Donald Trump this, Rex Tillerson that. Russia, Russia, Russia. It's been a week of heavy news about US politics and America's relationship with the world.
Let's catch up now on some news that's been bumped off the front page by all that's going on in Washington.
Quietly, a court in Peru has recognized a same-sex marriage.
This is a huge deal in the strict, conservative Catholic country, which "lags behind many of its Latin American neighbors" on this issue.
Same-sex marriage is still not legal in Peru, nor are all same-sex marriages automatically recognized. But activist Oscar Ugarteche, who got married in Mexico, sued to have his marriage recognized.
On Monday, the court ruled for the national civil registry agency to recognize Ugarteche and his husband's union on their IDs.
Thousands of Mexicans marched in Mexico City this week to protest the 20 percent hike in gasoline prices that took effect on New Year's Day. The protests have caused looting and casualties.
Some protesters have also tried to disrupt border rail crossings.

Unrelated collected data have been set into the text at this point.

use std::sync::Arc;
use std::time::Duration;

use tokio_util::sync::CancellationToken;

use super::sink::{ChannelSink, EventSink};
use super::{StreamEnd, StreamEvent, run_session, sse, stream_messages};
use crate::broker::{Broker, Message};
use crate::utils::error::StreamError;
use crate::utils::trace::{MemoryTracer, NoopTracer};

#[derive(Debug, Default)]
struct RecordingSink {
    events: Vec<StreamEvent>,
    pending: Vec<StreamEvent>,
    flushes: usize,
    no_flush: bool,
    fail_on_message: bool,
}

impl RecordingSink {
    fn without_flush() -> Self {
        Self {
            no_flush: true,
            ..Self::default()
        }
    }

    fn failing_on_message() -> Self {
        Self {
            fail_on_message: true,
            ..Self::default()
        }
    }

    fn texts(&self) -> Vec<String> {
        self.events
            .iter()
            .filter_map(|e| match e {
                StreamEvent::Message(m) => Some(m.text().to_string()),
                _ => None,
            })
            .collect()
    }
}

impl EventSink for RecordingSink {
    fn write_event(&mut self, event: &StreamEvent) -> Result<(), StreamError> {
        if self.fail_on_message && matches!(event, StreamEvent::Message(_)) {
            return Err(StreamError::SinkClosed);
        }
        self.pending.push(event.clone());
        Ok(())
    }

    async fn flush(&mut self) -> Result<(), StreamError> {
        self.flushes += 1;
        self.events.append(&mut self.pending);
        Ok(())
    }

    fn supports_flush(&self) -> bool {
        !self.no_flush
    }
}

async fn settle() {
    for _ in 0..16 {
        tokio::task::yield_now().await;
    }
}

fn spawn_stream(
    broker: &Arc<Broker>,
    topic: &'static str,
    cancel: &CancellationToken,
    mut sink: RecordingSink,
) -> tokio::task::JoinHandle<(Result<StreamEnd, StreamError>, RecordingSink)> {
    let broker = Arc::clone(broker);
    let cancel = cancel.clone();
    tokio::spawn(async move {
        let result = run_session(broker, topic, &cancel, &mut sink).await;
        (result, sink)
    })
}

#[tokio::test(start_paused = true)]
async fn test_established_then_messages_in_order() {
    let broker = Arc::new(Broker::default());
    let cancel = CancellationToken::new();
    let handle = spawn_stream(&broker, "news", &cancel, RecordingSink::default());
    settle().await;
    assert_eq!(broker.subscriber_count("news"), 1);

    let mut published = Vec::new();
    for text in ["a", "b", "c"] {
        published.push(broker.publish("news", text));
        settle().await;
    }
    cancel.cancel();

    let (result, sink) = handle.await.unwrap();
    assert_eq!(result.unwrap(), StreamEnd::Cancelled);
    assert_eq!(sink.events.first(), Some(&StreamEvent::Established));
    assert_eq!(sink.texts(), vec!["a", "b", "c"]);
    let ids: Vec<_> = sink.events.iter().filter_map(StreamEvent::message_id).collect();
    assert_eq!(ids, published);
    // every event flushed on its own
    assert_eq!(sink.flushes, sink.events.len());
    assert_eq!(broker.topic_count(), 0);
}

#[tokio::test(start_paused = true)]
async fn test_timeout_reports_elapsed_and_unsubscribes() {
    let broker = Arc::new(Broker::new(Duration::from_secs(60)));
    let cancel = CancellationToken::new();
    let handle = spawn_stream(&broker, "news", &cancel, RecordingSink::default());

    let (result, sink) = handle.await.unwrap();
    assert_eq!(result.unwrap(), StreamEnd::TimedOut);
    assert_eq!(
        sink.events,
        vec![
            StreamEvent::Established,
            StreamEvent::Timeout {
                elapsed: Duration::from_secs(60)
            },
        ]
    );
    assert_eq!(broker.subscriber_count("news"), 0);
    broker.publish("news", "nobody home");
}

#[tokio::test(start_paused = true)]
async fn test_deadline_not_reset_by_activity() {
    let broker = Arc::new(Broker::new(Duration::from_secs(10)));
    let cancel = CancellationToken::new();
    let handle = spawn_stream(&broker, "news", &cancel, RecordingSink::default());
    settle().await;

    tokio::time::sleep(Duration::from_secs(8)).await;
    broker.publish("news", "late but in time");

    let (result, sink) = handle.await.unwrap();
    assert_eq!(result.unwrap(), StreamEnd::TimedOut);
    assert_eq!(sink.texts(), vec!["late but in time"]);
    assert_eq!(
        sink.events.last(),
        Some(&StreamEvent::Timeout {
            elapsed: Duration::from_secs(10)
        })
    );
}

#[tokio::test(start_paused = true)]
async fn test_cancellation_ends_without_event() {
    let broker = Arc::new(Broker::default());
    let cancel = CancellationToken::new();
    let handle = spawn_stream(&broker, "news", &cancel, RecordingSink::default());
    settle().await;

    cancel.cancel();

    let (result, sink) = handle.await.unwrap();
    assert_eq!(result.unwrap(), StreamEnd::Cancelled);
    assert_eq!(sink.events, vec![StreamEvent::Established]);
    assert_eq!(broker.topic_count(), 0);
}

#[tokio::test]
async fn test_sink_without_flush_is_rejected() {
    let broker = Arc::new(Broker::default());
    let cancel = CancellationToken::new();
    let mut sink = RecordingSink::without_flush();

    let result = run_session(Arc::clone(&broker), "news", &cancel, &mut sink).await;

    assert!(matches!(result, Err(StreamError::SinkUnsupported)));
    assert!(sink.events.is_empty());
    assert_eq!(broker.topic_count(), 0);
}

#[tokio::test(start_paused = true)]
async fn test_sink_failure_still_unsubscribes() {
    let broker = Arc::new(Broker::default());
    let cancel = CancellationToken::new();
    let handle = spawn_stream(&broker, "news", &cancel, RecordingSink::failing_on_message());
    settle().await;

    broker.publish("news", "boom");

    let (result, sink) = handle.await.unwrap();
    assert!(matches!(result, Err(StreamError::SinkClosed)));
    assert_eq!(sink.events, vec![StreamEvent::Established]);
    assert_eq!(broker.topic_count(), 0);
}

#[tokio::test(start_paused = true)]
async fn test_stalled_subscriber_keeps_only_one_message() {
    let broker = Broker::default();
    let mut session = broker.subscribe("news");
    let first = broker.publish("news", "A");
    broker.publish("news", "B");

    let cancel = CancellationToken::new();
    let mut sink = RecordingSink::default();
    let stream = stream_messages(&mut session, &cancel, &mut sink, &NoopTracer);
    let canceller = async {
        settle().await;
        cancel.cancel();
    };
    let (result, ()) = tokio::join!(stream, canceller);

    assert_eq!(result.unwrap(), StreamEnd::Cancelled);
    assert_eq!(sink.texts(), vec!["A"]);
    assert_eq!(sink.events[1].message_id(), Some(first));
    broker.unsubscribe(&mut session);
}

#[tokio::test]
async fn test_closed_queue_ends_stream() {
    let broker = Broker::default();
    let mut session = broker.subscribe("news");
    broker.unsubscribe(&mut session);

    let tracer = MemoryTracer::new();
    let mut sink = RecordingSink::default();
    let result = stream_messages(&mut session, &CancellationToken::new(), &mut sink, &tracer).await;

    assert_eq!(result.unwrap(), StreamEnd::Closed);
    assert_eq!(sink.events, vec![StreamEvent::Established]);
    assert!(tracer.contains("stream - queue closed"));
}

#[test]
fn test_sse_framing() {
    let msg = StreamEvent::Message(Arc::new(Message::new(3, "news", "hello")));
    assert_eq!(sse::encode(&StreamEvent::Established), ": connected\n\n");
    assert_eq!(sse::encode(&msg), "id: 3\nevent: msg\ndata: hello\n\n");
    assert_eq!(
        sse::encode(&StreamEvent::Timeout {
            elapsed: Duration::from_secs(60)
        }),
        "event: timeout\ndata: 60s\n\n"
    );
}

#[test]
fn test_sse_multiline_text() {
    let msg = StreamEvent::Message(Arc::new(Message::new(7, "news", "one\r\ntwo\n")));
    assert_eq!(
        sse::encode(&msg),
        "id: 7\nevent: msg\ndata: one\ndata: two\ndata: \n\n"
    );

    // a bare CR ends the line too, so the text cannot inject fields
    let forged = StreamEvent::Message(Arc::new(Message::new(8, "news", "x\revent: timeout\rid: 999")));
    assert_eq!(
        sse::encode(&forged),
        "id: 8\nevent: msg\ndata: x\ndata: event: timeout\ndata: id: 999\n\n"
    );
}

#[tokio::test]
async fn test_channel_sink_sends_one_chunk_per_flush() {
    let (mut sink, mut rx) = ChannelSink::channel();
    sink.write_event(&StreamEvent::Established).unwrap();
    sink.write_event(&StreamEvent::Timeout {
        elapsed: Duration::from_secs(1),
    })
    .unwrap();
    sink.flush().await.unwrap();
    // nothing buffered, nothing sent
    sink.flush().await.unwrap();

    let chunk = rx.recv().await.unwrap();
    assert_eq!(&chunk[..], b": connected\n\nevent: timeout\ndata: 1s\n\n");
    assert!(rx.try_recv().is_err());
}

#[tokio::test]
async fn test_channel_sink_reports_closed_peer() {
    let (mut sink, rx) = ChannelSink::channel();
    drop(rx);

    sink.write_event(&StreamEvent::Established).unwrap();
    assert!(matches!(sink.flush().await, Err(StreamError::SinkClosed)));
}

#[tokio::test]
async fn test_channel_sink_waits_for_stalled_peer() {
    let broker = Arc::new(Broker::default());
    let cancel = CancellationToken::new();
    let (mut sink, mut rx) = ChannelSink::channel();
    let handle = tokio::spawn({
        let broker = Arc::clone(&broker);
        let cancel = cancel.clone();
        async move { run_session(broker, "news", &cancel, &mut sink).await }
    });
    settle().await;

    // nobody reads: the loop blocks on the first message, the slot keeps the
    // second and everything after is skipped
    for i in 0..1000 {
        broker.publish("news", format!("m{i}"));
        settle().await;
    }
    assert_eq!(broker.last_message_id(), Some(999));

    assert_eq!(&rx.recv().await.unwrap()[..], b": connected\n\n");
    let first = rx.recv().await.unwrap();
    assert_eq!(String::from_utf8_lossy(&first), "id: 0\nevent: msg\ndata: m0\n\n");
    let second = rx.recv().await.unwrap();
    assert_eq!(String::from_utf8_lossy(&second), "id: 1\nevent: msg\ndata: m1\n\n");
    settle().await;
    assert!(rx.try_recv().is_err());

    cancel.cancel();
    assert_eq!(handle.await.unwrap().unwrap(), StreamEnd::Cancelled);
    assert_eq!(broker.topic_count(), 0);
}

#[tokio::test]
async fn test_cancel_while_peer_stalled() {
    let broker = Arc::new(Broker::default());
    let cancel = CancellationToken::new();
    let (mut sink, mut rx) = ChannelSink::channel();
    let handle = tokio::spawn({
        let broker = Arc::clone(&broker);
        let cancel = cancel.clone();
        async move { run_session(broker, "news", &cancel, &mut sink).await }
    });
    settle().await;

    broker.publish("news", "stuck");
    settle().await;
    cancel.cancel();

    assert_eq!(handle.await.unwrap().unwrap(), StreamEnd::Cancelled);
    assert_eq!(broker.topic_count(), 0);
    // the pending frame was never handed over
    assert_eq!(&rx.recv().await.unwrap()[..], b": connected\n\n");
    assert!(rx.recv().await.is_none());
}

The government said protesters had delayed 11 trainloads with about 1,000 cars of merchandise headed for the US.
Mexico's President Enrique Peña Nieto has called on business leaders to find ways of softening the price hike's blow to Mexican families.

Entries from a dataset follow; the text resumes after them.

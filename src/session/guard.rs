//! Scoped session cleanup
//!
//! `SessionGuard` owns a [`Session`] for the duration of one stream and
//! unsubscribes it from the broker when dropped. Timeout, cancellation, sink
//! failure and unwinding all go through the same `Drop`.

use std::ops::{Deref, DerefMut};
use std::sync::Arc;

use crate::broker::Broker;
use crate::session::Session;

#[derive(Debug)]
pub struct SessionGuard {
    broker: Arc<Broker>,
    session: Session,
}

impl SessionGuard {
    /// Subscribes to `topic` and wraps the new session.
    pub fn subscribe(broker: Arc<Broker>, topic: &str) -> Self {
        let session = broker.subscribe(topic);
        Self { broker, session }
    }
}

impl Deref for SessionGuard {
    type Target = Session;

    fn deref(&self) -> &Session {
        &self.session
    }
}

impl DerefMut for SessionGuard {
    fn deref_mut(&mut self) -> &mut Session {
        &mut self.session
    }
}

impl Drop for SessionGuard {
    fn drop(&mut self) {
        self.broker.unsubscribe(&mut self.session);
    }
}
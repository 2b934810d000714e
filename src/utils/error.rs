//! Error types used across `infocenter`.
//!
//! - [`StreamError`]: failures of a single subscriber stream.
//! - [`ServerError`]: failures while starting or running the HTTP server.
//!
//! Publishing has no error type of its own: publishing to an unknown topic
//! or skipping a busy subscriber are normal outcomes, not failures.

use std::io;

use config::ConfigError;
use thiserror::Error;

/// Errors produced by the streaming loop or its sink.
#[derive(Debug, Error)]
pub enum StreamError {
    /// The output sink cannot flush incrementally, so no event can be streamed.
    #[error("flusher cast failed: sink does not support incremental flush")]
    SinkUnsupported,

    /// The peer side of the sink went away while an event was being written.
    #[error("sink closed")]
    SinkClosed,
}

/// Errors produced while bringing the server up or running it.
#[derive(Debug, Error)]
pub enum ServerError {
    #[error("configuration error: {0}")]
    Config(#[from] ConfigError),

    #[error("failed to bind {addr}: {source}")]
    Bind {
        addr: String,
        #[source]
        source: io::Error,
    },

    #[error("server error: {0}")]
    Serve(#[source] io::Error),
}

impl StreamError {
    /// Short stable label for log fields.
    pub fn as_label(&self) -> &'static str {
        match self {
            StreamError::SinkUnsupported => "sink_unsupported",
            StreamError::SinkClosed => "sink_closed",
        }
    }
}
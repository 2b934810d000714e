pub mod engine;
pub mod message;
pub mod topic;

pub use engine::{Broker, DEFAULT_IDLE_TIMEOUT};
pub use message::{Message, MessageId};
pub use topic::Topic;
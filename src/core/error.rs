//! Error types for the training and evaluation engine

use std::path::Path;
use thiserror::Error;

#[derive(Error, Debug)]
pub enum ClassifierError {
    #[error("Configuration error: {0}")]
    Configuration(String),

    #[error("Format error in {file}: {message}")]
    Format { file: String, message: String },

    #[error("Optimizer did not converge at complexity {complexity}")]
    NonConvergence { complexity: f64 },

    #[error("Out of memory: {0}")]
    OutOfMemory(String),

    #[error("Operation cancelled")]
    Cancelled,

    #[error("Invalid parameter: {0}")]
    InvalidParameter(String),

    #[error("Model not trained")]
    ModelNotTrained,

    #[error("Empty dataset")]
    EmptyDataset,

    #[error("Dimension mismatch: expected {expected}, got {actual}")]
    DimensionMismatch { expected: usize, actual: usize },

    #[error("IO error: {0}")]
    Io(#[from] std::io::Error),

    #[error("Serialization error: {0}")]
    Serialization(String),
}

impl ClassifierError {
    /// Build a format error tagged with the offending file
    pub fn format<P: AsRef<Path>>(file: P, message: impl Into<String>) -> Self {
        Self::Format {
            file: file.as_ref().display().to_string(),
            message: message.into(),
        }
    }

    /// Cancellation is "did not complete", not a failure worth logging
    pub fn is_cancellation(&self) -> bool {
        matches!(self, Self::Cancelled)
    }

    pub fn is_out_of_memory(&self) -> bool {
        matches!(self, Self::OutOfMemory(_))
    }
}

impl From<std::collections::TryReserveError> for ClassifierError {
    fn from(e: std::collections::TryReserveError) -> Self {
        Self::OutOfMemory(e.to_string())
    }
}

pub type Result<T> = std::result::Result<T, ClassifierError>;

Researchers at Stanford University have come up with a cheap innovation that could help spot diseases.
It's a centrifuge made out of cardboard, inspired by a whirligig toy made out of cardboard. It spins liquids at high speed to separate them, and doctors could use the device to separate blood samples to spot HIV or malaria.

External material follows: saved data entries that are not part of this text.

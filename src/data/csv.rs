//! Comma-delimited example files
//!
//! Files may start with (and interleave) comment lines beginning with `#` or
//! `//`. A header row is recognised when every token is either a feature name
//! (`f` followed by hex digits) or a capitalised word such as `Answer`;
//! otherwise the positional layout `path, index, answer, features...` is used.
//!
//! Predictions are written back by streaming the file into a temporary file
//! next to it and renaming it over the original.

use crate::core::{
    CancellationToken, ClassifierError, FeatureVector, LabeledExample, ProgressEvent,
    ProgressSink, Result,
};
use lazy_static::lazy_static;
use log::debug;
use regex::Regex;
use std::collections::HashSet;
use std::fs::File;
use std::io::{BufRead, BufReader, BufWriter, Write};
use std::path::{Path, PathBuf};
use tempfile::NamedTempFile;

lazy_static! {
    static ref FEATURE_HEADER: Regex = Regex::new(r"^f[0-9a-fA-F]+$").unwrap();
    static ref WORD_HEADER: Regex = Regex::new(r"^[A-Z][A-Za-z]*$").unwrap();
}

pub const ANSWER: &str = "Answer";
pub const PREDICTION: &str = "Prediction";
pub const PROBABILITY: &str = "Probability";

/// Column roles resolved from a header row or the positional fallback
#[derive(Debug, Clone, PartialEq)]
pub struct CsvLayout {
    /// Header tokens, `None` for headerless files
    pub header: Option<Vec<String>>,
    pub path: Option<usize>,
    pub index: Option<usize>,
    pub answer: usize,
    pub prediction: Option<usize>,
    pub probability: Option<usize>,
    pub features: Vec<usize>,
    /// Minimum tokens a data row must carry
    pub min_columns: usize,
}

impl CsvLayout {
    /// Layout of a headerless row with `columns` tokens
    pub fn positional(columns: usize) -> Self {
        Self {
            header: None,
            path: Some(0),
            index: Some(1),
            answer: 2,
            prediction: None,
            probability: None,
            features: (3..columns.max(3)).collect(),
            min_columns: columns.max(3),
        }
    }

    /// Resolve columns by header name
    pub fn from_header(tokens: &[&str], file: &Path) -> Result<Self> {
        let mut seen = HashSet::new();
        for token in tokens {
            if !seen.insert(*token) {
                return Err(ClassifierError::format(
                    file,
                    format!("duplicate header '{token}'"),
                ));
            }
        }
        let find = |name: &str| tokens.iter().position(|t| *t == name);
        let answer = find(ANSWER)
            .ok_or_else(|| ClassifierError::format(file, "header has no Answer column"))?;

        Ok(Self {
            header: Some(tokens.iter().map(|t| t.to_string()).collect()),
            path: find("Path"),
            index: find("Index"),
            answer,
            prediction: find(PREDICTION),
            probability: find(PROBABILITY),
            features: tokens
                .iter()
                .enumerate()
                .filter(|(_, t)| FEATURE_HEADER.is_match(t))
                .map(|(i, _)| i)
                .collect(),
            min_columns: tokens.len(),
        })
    }

    /// Feature column names, synthesised as `f<hex>` for headerless files
    pub fn feature_names(&self) -> Vec<String> {
        match &self.header {
            Some(header) => self.features.iter().map(|&i| header[i].clone()).collect(),
            None => (0..self.features.len()).map(|i| format!("f{i:x}")).collect(),
        }
    }
}
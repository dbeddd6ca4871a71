//! Property tests for preprocessing and label coding

use proptest::prelude::*;
use rand::rngs::StdRng;
use rand::SeedableRng;
use rclass::core::AnswerCodeMap;
use rclass::utils::sampling::stratified_split;
use rclass::utils::scaling::standardize;
use std::collections::HashSet;

fn feature_matrix() -> impl Strategy<Value = Vec<Vec<f64>>> {
    (1usize..5).prop_flat_map(|dim| {
        prop::collection::vec(prop::collection::vec(-1000.0f64..1000.0, dim), 2..40)
    })
}

proptest! {
    #[test]
    fn standardized_columns_are_centred(mut inputs in feature_matrix()) {
        let raw = inputs.clone();
        let params = standardize(&mut inputs).unwrap();
        let n = inputs.len() as f64;

        for j in 0..params.dim() {
            let mean = inputs.iter().map(|x| x[j]).sum::<f64>() / n;
            prop_assert!(mean.abs() < 1e-6, "column {} mean {}", j, mean);
            let variance = inputs.iter().map(|x| (x[j] - mean).powi(2)).sum::<f64>() / n;
            // Constant columns stay at zero instead of unit variance
            prop_assert!(variance < 1e-12 || (variance - 1.0).abs() < 1e-6);
        }

        for (row, original) in inputs.iter_mut().zip(&raw) {
            params.invert(row);
            for (a, b) in row.iter().zip(original) {
                prop_assert!((a - b).abs() < 1e-6 * (1.0 + b.abs()));
            }
        }
    }

    #[test]
    fn stratified_split_covers_every_category(
        codes in prop::collection::vec(0usize..5, 1..60),
        fraction in 0.0f64..=1.0,
        seed in any::<u64>(),
    ) {
        let mut rng = StdRng::seed_from_u64(seed);
        let (first, second) = stratified_split(&codes, fraction, &mut rng).unwrap();

        let categories: HashSet<usize> = codes.iter().copied().collect();
        let in_first: HashSet<usize> = first.iter().map(|&i| codes[i]).collect();
        let in_second: HashSet<usize> = second.iter().map(|&i| codes[i]).collect();
        prop_assert_eq!(&in_first, &categories);
        prop_assert_eq!(&in_second, &categories);

        let union: HashSet<usize> = first.iter().chain(&second).copied().collect();
        prop_assert_eq!(union.len(), codes.len());
        prop_assert!(first.len() + second.len() >= codes.len());
    }

    #[test]
    fn answer_codes_are_stable(labels in prop::collection::vec("[A-Za-z]{1,6}", 0..20)) {
        let map = AnswerCodeMap::build("None", labels.iter().map(String::as_str)).unwrap();

        prop_assert_eq!(map.name_of(0), Some("None"));
        for code in 0..map.len() {
            let name = map.name_of(code).unwrap();
            prop_assert_eq!(map.code_of(name), Some(code));
        }
        for label in &labels {
            prop_assert!(map.code_of(label).is_some());
        }
    }
}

The device is like a disk with two strings passing through it. And the twisting motion makes the disk rotate fast.
Manu Prakash is one of the researchers who came up with the idea. He says, to his knowledge, “it’s the fastest spinning object driven by human power."
The researchers hope the innovation will benefit patients in parts of the world with no hospitals and no electricity.
The island in the Mediterranean has been divided for more than 40 years: People loyal to Turkey live in the north, and the larger Greek population lives in the south.
But today, there's talk of reunification.
Key players are meeting at a UN conference in Switzerland to try to hammer out a deal.
The talks are geared toward outlining a "bizonal state with some form of central administration," Reuters reports.
This could be a big deal for Turkey, a country that's wanted to become a part of the European Union for decades, but has been in part hindered by the conflict in Cyprus.
The nearly 500-mile-long railway connects the Ethiopian capital Addis Ababa to Djibouti on the Red Sea.
East African officials were on hand for the inaugural cross-border train ride, as were Chinese officials. China paid for the $4 billion railway that will cut travel time from three days by car to 12 hours by train.
One official said the Ethiopia to Djibouti railway will eventually link up with neighboring Sudan and Kenya.
The BBC says the track for this new rail runs next to one with the same route, built more than a century ago.